ACTIVITY:
Each line of the entries below that holds "extracted" is needed, copied in full.

RECORDS SUPPLIED:

= = = =

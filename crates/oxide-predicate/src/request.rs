//! The request capability consumed by predicates.

use std::collections::HashMap;
use std::str::FromStr;

use serde::{Deserialize, Serialize};

use crate::error::PredicateError;

/// HTTP request methods.
#[derive(Debug, Clone, Copy, PartialEq, Eq, Hash, Serialize, Deserialize)]
pub enum Method {
    /// GET method
    #[serde(rename = "GET")]
    Get,
    /// POST method
    #[serde(rename = "POST")]
    Post,
    /// PUT method
    #[serde(rename = "PUT")]
    Put,
    /// PATCH method
    #[serde(rename = "PATCH")]
    Patch,
    /// DELETE method
    #[serde(rename = "DELETE")]
    Delete,
    /// HEAD method
    #[serde(rename = "HEAD")]
    Head,
    /// OPTIONS method
    #[serde(rename = "OPTIONS")]
    Options,
}

impl Method {
    /// Returns the method as a string.
    #[must_use]
    pub const fn as_str(&self) -> &'static str {
        match self {
            Self::Get => "GET",
            Self::Post => "POST",
            Self::Put => "PUT",
            Self::Patch => "PATCH",
            Self::Delete => "DELETE",
            Self::Head => "HEAD",
            Self::Options => "OPTIONS",
        }
    }
}

impl FromStr for Method {
    type Err = PredicateError;

    fn from_str(s: &str) -> Result<Self, Self::Err> {
        match s.to_uppercase().as_str() {
            "GET" => Ok(Self::Get),
            "POST" => Ok(Self::Post),
            "PUT" => Ok(Self::Put),
            "PATCH" => Ok(Self::Patch),
            "DELETE" => Ok(Self::Delete),
            "HEAD" => Ok(Self::Head),
            "OPTIONS" => Ok(Self::Options),
            _ => Err(PredicateError::UnknownMethod(s.to_string())),
        }
    }
}

impl std::fmt::Display for Method {
    fn fmt(&self, f: &mut std::fmt::Formatter<'_>) -> std::fmt::Result {
        f.write_str(self.as_str())
    }
}

/// HTTP protocol versions.
#[derive(Debug, Clone, Copy, PartialEq, Eq, Hash, Serialize, Deserialize)]
pub enum Version {
    /// HTTP/1.0
    #[serde(rename = "HTTP/1.0")]
    Http10,
    /// HTTP/1.1
    #[serde(rename = "HTTP/1.1")]
    Http11,
    /// HTTP/2
    #[serde(rename = "HTTP/2")]
    Http2,
    /// HTTP/3
    #[serde(rename = "HTTP/3")]
    Http3,
}

impl Version {
    /// Returns the version as it appears on the request line.
    #[must_use]
    pub const fn as_str(&self) -> &'static str {
        match self {
            Self::Http10 => "HTTP/1.0",
            Self::Http11 => "HTTP/1.1",
            Self::Http2 => "HTTP/2",
            Self::Http3 => "HTTP/3",
        }
    }
}

impl FromStr for Version {
    type Err = PredicateError;

    fn from_str(s: &str) -> Result<Self, Self::Err> {
        match s.to_uppercase().as_str() {
            "HTTP/1.0" => Ok(Self::Http10),
            "HTTP/1.1" => Ok(Self::Http11),
            "HTTP/2" | "HTTP/2.0" => Ok(Self::Http2),
            "HTTP/3" | "HTTP/3.0" => Ok(Self::Http3),
            _ => Err(PredicateError::UnknownVersion(s.to_string())),
        }
    }
}

impl std::fmt::Display for Version {
    fn fmt(&self, f: &mut std::fmt::Formatter<'_>) -> std::fmt::Result {
        f.write_str(self.as_str())
    }
}

/// Variables extracted from a request.
///
/// Values are optional because a query string may name a key without
/// assigning it (`?debug`). Path captures always carry a value.
#[derive(Debug, Clone, Default, PartialEq, Eq)]
pub struct Variables {
    vars: HashMap<String, Option<String>>,
}

impl Variables {
    /// Creates an empty set of variables.
    #[must_use]
    pub fn new() -> Self {
        Self::default()
    }

    /// Inserts a variable, replacing any previous value for the key.
    pub fn insert(&mut self, key: impl Into<String>, value: Option<String>) {
        self.vars.insert(key.into(), value);
    }

    /// Gets a variable's value.
    ///
    /// Returns `None` both when the key is absent and when it has no value;
    /// use [`Variables::value`] to tell the two apart.
    #[must_use]
    pub fn get(&self, key: &str) -> Option<&str> {
        self.value(key).flatten()
    }

    /// Gets a variable, distinguishing a valueless key (`Some(None)`) from an
    /// absent one (`None`).
    #[must_use]
    pub fn value(&self, key: &str) -> Option<Option<&str>> {
        self.vars.get(key).map(Option::as_deref)
    }

    /// Returns true if the key is present, with or without a value.
    #[must_use]
    pub fn contains_key(&self, key: &str) -> bool {
        self.vars.contains_key(key)
    }

    /// Number of variables.
    #[must_use]
    pub fn len(&self) -> usize {
        self.vars.len()
    }

    /// Returns true if no variables were extracted.
    #[must_use]
    pub fn is_empty(&self) -> bool {
        self.vars.is_empty()
    }

    /// Returns an iterator over the variables.
    pub fn iter(&self) -> impl Iterator<Item = (&str, Option<&str>)> {
        self.vars.iter().map(|(k, v)| (k.as_str(), v.as_deref()))
    }
}

impl<K: Into<String>> FromIterator<(K, Option<String>)> for Variables {
    fn from_iter<I: IntoIterator<Item = (K, Option<String>)>>(iter: I) -> Self {
        let mut vars = Self::new();
        for (key, value) in iter {
            vars.insert(key, value);
        }
        vars
    }
}

/// The minimum a transport's request type must expose to be routed.
///
/// Predicates only ever read these three accessors, so any server can plug
/// its own request type in without depending on this crate's [`Request`].
pub trait RouteRequest {
    /// The raw request target, including any query string.
    fn uri(&self) -> &str;

    /// The request method.
    fn method(&self) -> Method;

    /// The protocol version of the request line.
    fn protocol(&self) -> Version;
}

/// A plain request head.
#[derive(Debug, Clone, PartialEq, Eq)]
pub struct Request {
    /// HTTP method.
    pub method: Method,
    /// Raw request target.
    pub uri: String,
    /// Protocol version.
    pub protocol: Version,
}

impl Request {
    /// Creates a new HTTP/1.1 request.
    pub fn new(method: Method, uri: impl Into<String>) -> Self {
        Self {
            method,
            uri: uri.into(),
            protocol: Version::Http11,
        }
    }

    /// Creates a GET request.
    pub fn get(uri: impl Into<String>) -> Self {
        Self::new(Method::Get, uri)
    }

    /// Creates a POST request.
    pub fn post(uri: impl Into<String>) -> Self {
        Self::new(Method::Post, uri)
    }

    /// Creates a PUT request.
    pub fn put(uri: impl Into<String>) -> Self {
        Self::new(Method::Put, uri)
    }

    /// Creates a DELETE request.
    pub fn delete(uri: impl Into<String>) -> Self {
        Self::new(Method::Delete, uri)
    }

    /// Sets the protocol version.
    #[must_use]
    pub fn with_protocol(mut self, protocol: Version) -> Self {
        self.protocol = protocol;
        self
    }
}

impl RouteRequest for Request {
    fn uri(&self) -> &str {
        &self.uri
    }

    fn method(&self) -> Method {
        self.method
    }

    fn protocol(&self) -> Version {
        self.protocol
    }
}

#[cfg(test)]
mod tests {
    use super::*;

    #[test]
    fn test_method_parsing() {
        assert_eq!("GET".parse::<Method>().unwrap(), Method::Get);
        assert_eq!("post".parse::<Method>().unwrap(), Method::Post);
        assert!(matches!(
            "INVALID".parse::<Method>(),
            Err(PredicateError::UnknownMethod(m)) if m == "INVALID"
        ));
    }

    #[test]
    fn test_version_parsing() {
        assert_eq!("HTTP/1.1".parse::<Version>().unwrap(), Version::Http11);
        assert_eq!("http/2.0".parse::<Version>().unwrap(), Version::Http2);
        assert!("SPDY/3".parse::<Version>().is_err());
        assert_eq!(Version::Http10.to_string(), "HTTP/1.0");
    }

    #[test]
    fn test_request_builder() {
        let req = Request::delete("/users/1").with_protocol(Version::Http2);

        assert_eq!(req.method(), Method::Delete);
        assert_eq!(req.uri(), "/users/1");
        assert_eq!(req.protocol(), Version::Http2);
    }

    #[test]
    fn test_variables() {
        let mut vars = Variables::new();
        vars.insert("id", Some("123".to_string()));
        vars.insert("debug", None);

        assert_eq!(vars.get("id"), Some("123"));
        assert_eq!(vars.get("debug"), None);
        assert_eq!(vars.value("debug"), Some(None));
        assert!(vars.contains_key("debug"));
        assert_eq!(vars.value("missing"), None);
        assert_eq!(vars.len(), 2);

        let mut pairs: Vec<_> = vars.iter().collect();
        pairs.sort_unstable();
        assert_eq!(pairs, [("debug", None), ("id", Some("123"))]);
    }

    #[test]
    fn test_method_serde_names() {
        let m: Method = serde_json::from_str("\"PUT\"").unwrap();
        assert_eq!(m, Method::Put);
        let v: Version = serde_json::from_str("\"HTTP/1.0\"").unwrap();
        assert_eq!(v, Version::Http10);
    }
}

= = = =

RESPONSE AREA:
/// Variables extracted from a request.
    /// Returns true if no variables were extracted.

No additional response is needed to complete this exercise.